Part 1 of the Nimble Storage InfoSight Introduction covered the asset overviews and performance analysis, and the second part in the InfoSight Introduction series explored the Wellness, Dashboard, and Reports sections. Part 3 focuses on InfoSight’s VMVision feature.
InfoSight VMVision
The hierarchy on the left provides a classic tree navigation similar to the vSphere Client. Starting with the Hosts and Clusters view, we see each vCenter Server and can drill down to data centers, clusters, and host servers. Next the Virtual Machines view displays virtual machine folders and individual virtual machines. Lastly, the Storage view switches the hierarchy to the datastores.
Virtual Machine Activity
The Top VMs view delivers a list of virtual machines with highest I/O over the past 24 hours as well as a list of individual virtual machines experiencing the highest latency.
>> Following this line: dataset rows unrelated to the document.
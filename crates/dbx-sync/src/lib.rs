//! Reconciliation engine for Driftbox.
//!
//! Reconciles a local filesystem tree with a content-addressed store. Content
//! addresses are the identity of a file or directory; the time of the last
//! synchronization breaks ties when the local and remote copies diverge.
//!
//! The engine exposes four operations:
//! - [`SyncEngine::upload`]: add a path, optionally anchoring it under a name
//! - [`SyncEngine::synchronize`]: reconcile a batch of [`FileDescriptor`]s
//! - [`SyncEngine::remove`]: unpin an address or delete a local copy
//! - [`SyncEngine::materialize`]: write stored content back to disk
//!
//! Collaborators are consumed only through [`dbx_store::ContentStore`] and
//! [`dbx_naming::NameService`].

pub mod engine;
pub mod error;
pub mod fetch;
pub mod planner;
pub mod remove;
pub mod types;
pub mod upload;

pub use engine::SyncEngine;
pub use error::{CollaboratorError, SyncError, SyncResult};
pub use types::{
    AddressedFile, ConcurrencyMode, FileDescriptor, ReconciliationResult, RemoveOptions,
    SyncEntry, UploadOptions, UploadOutcome,
};
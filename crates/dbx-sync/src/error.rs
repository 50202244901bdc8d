use std::fmt;
use std::path::PathBuf;

use dbx_naming::NamingError;
use dbx_store::StoreError;
use dbx_types::Address;
use thiserror::Error;

/// A failure reported by, or on behalf of, a collaborator.
#[derive(Debug, Error)]
pub enum CollaboratorError {
    #[error(transparent)]
    Store(#[from] StoreError),

    #[error(transparent)]
    Naming(#[from] NamingError),

    /// The collaborator answered but refused the request.
    #[error("rejected: {0}")]
    Rejected(String),
}

#[derive(Debug, Error)]
pub enum SyncError {
    /// A local path that must exist does not.
    #[error("path not found: {}", path.display())]
    NotFound { path: PathBuf },

    #[error("{operation} failed for {subject}: {source}")]
    Collaborator {
        operation: &'static str,
        subject: String,
        #[source]
        source: CollaboratorError,
    },

    /// Re-adding a directory did not yield an entry for the directory itself.
    #[error("directory {path} missing from its own upload result")]
    DirectoryAddressMismatch { path: String },

    #[error("unsupported operation on {address}: {reason}")]
    Unsupported { address: Address, reason: String },

    #[error("I/O error at {}: {source}", path.display())]
    Io {
        path: PathBuf,
        #[source]
        source: std::io::Error,
    },

    #[error("invalid batch: {reason}")]
    InvalidBatch { reason: String },
}

impl SyncError {
    pub(crate) fn store(
        operation: &'static str,
        subject: impl fmt::Display,
    ) -> impl FnOnce(StoreError) -> Self {
        let subject = subject.to_string();
        move |source| Self::Collaborator {
            operation,
            subject,
            source: source.into(),
        }
    }

    pub(crate) fn naming(
        operation: &'static str,
        subject: impl fmt::Display,
    ) -> impl FnOnce(NamingError) -> Self {
        let subject = subject.to_string();
        move |source| Self::Collaborator {
            operation,
            subject,
            source: source.into(),
        }
    }

    pub(crate) fn io(path: impl Into<PathBuf>) -> impl FnOnce(std::io::Error) -> Self {
        let path = path.into();
        move |source| Self::Io { path, source }
    }
}

pub type SyncResult<T> = Result<T, SyncError>;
Opposite of Top VMs, Inactive VMs view is an inventory of virtual machines that have not generated any I/O over the past 7 days.
Host Activity
Using the tabs at the top of the window, we next select Host Activity. Host Activity provides a summary of host resource utilization over the past 6 hours.
Datastore Treemap
The Datastore Treemap visualizes datastore and virtual machine I/O and latency. The larger the rectangle, the more I/O performed by that object; latency is color-coded with a darker shade indicating higher latency. Move the cursor over a datastore to view total I/O and average latency of the virtual machines on a specific datastore. Clicking on the datastore focuses the view on that datastore and the associated virtual machines.
Virtual Machine Details
Selecting a virtual machine offers a deep dive into the historical performance of a virtual machine. The first graph is the latency of the individual VM, broken down by latency factor. The second graph provides the performance details of the associated host server, allowing us to correlate performance events between virtual machine and the host.
Switching the view to Datastores displays an overview of performance of the datastores associated with the virtual machine.
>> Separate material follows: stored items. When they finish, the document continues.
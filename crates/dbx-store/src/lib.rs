//! Content-addressed storage for Driftbox.
//!
//! Two layers live here. The object layer is a hash-keyed key/value store of
//! immutable [`Blob`] and [`Tree`] objects, addressed by their
//! domain-separated BLAKE3 hash. The addressing layer ([`ContentStore`])
//! turns filesystem paths into addresses: it adds files and directory trees,
//! reports whether an address is a directory, lists and reads objects, and
//! keeps the pin set that marks content as retained.
//!
//! # Storage Backends
//!
//! All object backends implement the [`ObjectStore`] trait:
//!
//! - [`InMemoryObjectStore`] -- `HashMap`-based store for tests and embedding
//! - [`FsObjectStore`] -- one file per object under `objects/aa/bbbb...`
//!
//! [`LocalContentStore`] implements [`ContentStore`] on top of either.
//!
//! # Design Rules
//!
//! 1. Objects are immutable once written (content-addressing guarantees this).
//! 2. Tree entries are sorted by name before hashing, so a directory's address
//!    depends only on its children's names and addresses.
//! 3. Reads verify the content hash; corruption is an error, never ignored.
//! 4. Adding content pins it.

pub mod content;
pub mod error;
pub mod fs;
pub mod local;
pub mod memory;
pub mod object;
pub mod traits;

pub use content::{AddOutcome, ContentStore, Link};
pub use error::{StoreError, StoreResult};
pub use fs::FsObjectStore;
pub use local::LocalContentStore;
pub use memory::InMemoryObjectStore;
pub use object::{Blob, EntryMode, ObjectKind, StoredObject, Tree, TreeEntry};
pub use traits::ObjectStore;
Another view specific to a virtual machine is the Virtual Machine Disks view giving latency, I/O per second, and throughput details for each virtual disk of the target virtual machine.
The neighboring virtual machines table catalogs virtual machines sharing the datastore with the target virtual machine, providing thumbnail graphs of latency, IOPS, and throughput metrics of each neighboring VM for comparison.
Datastores
The Datastore view displays the common latency, IOPS, and throughput charts.
In addition to the performance statistics, the Datastore view provides further information about the datastore, and selecting the Nimble Storage icon will display the underlying array volume.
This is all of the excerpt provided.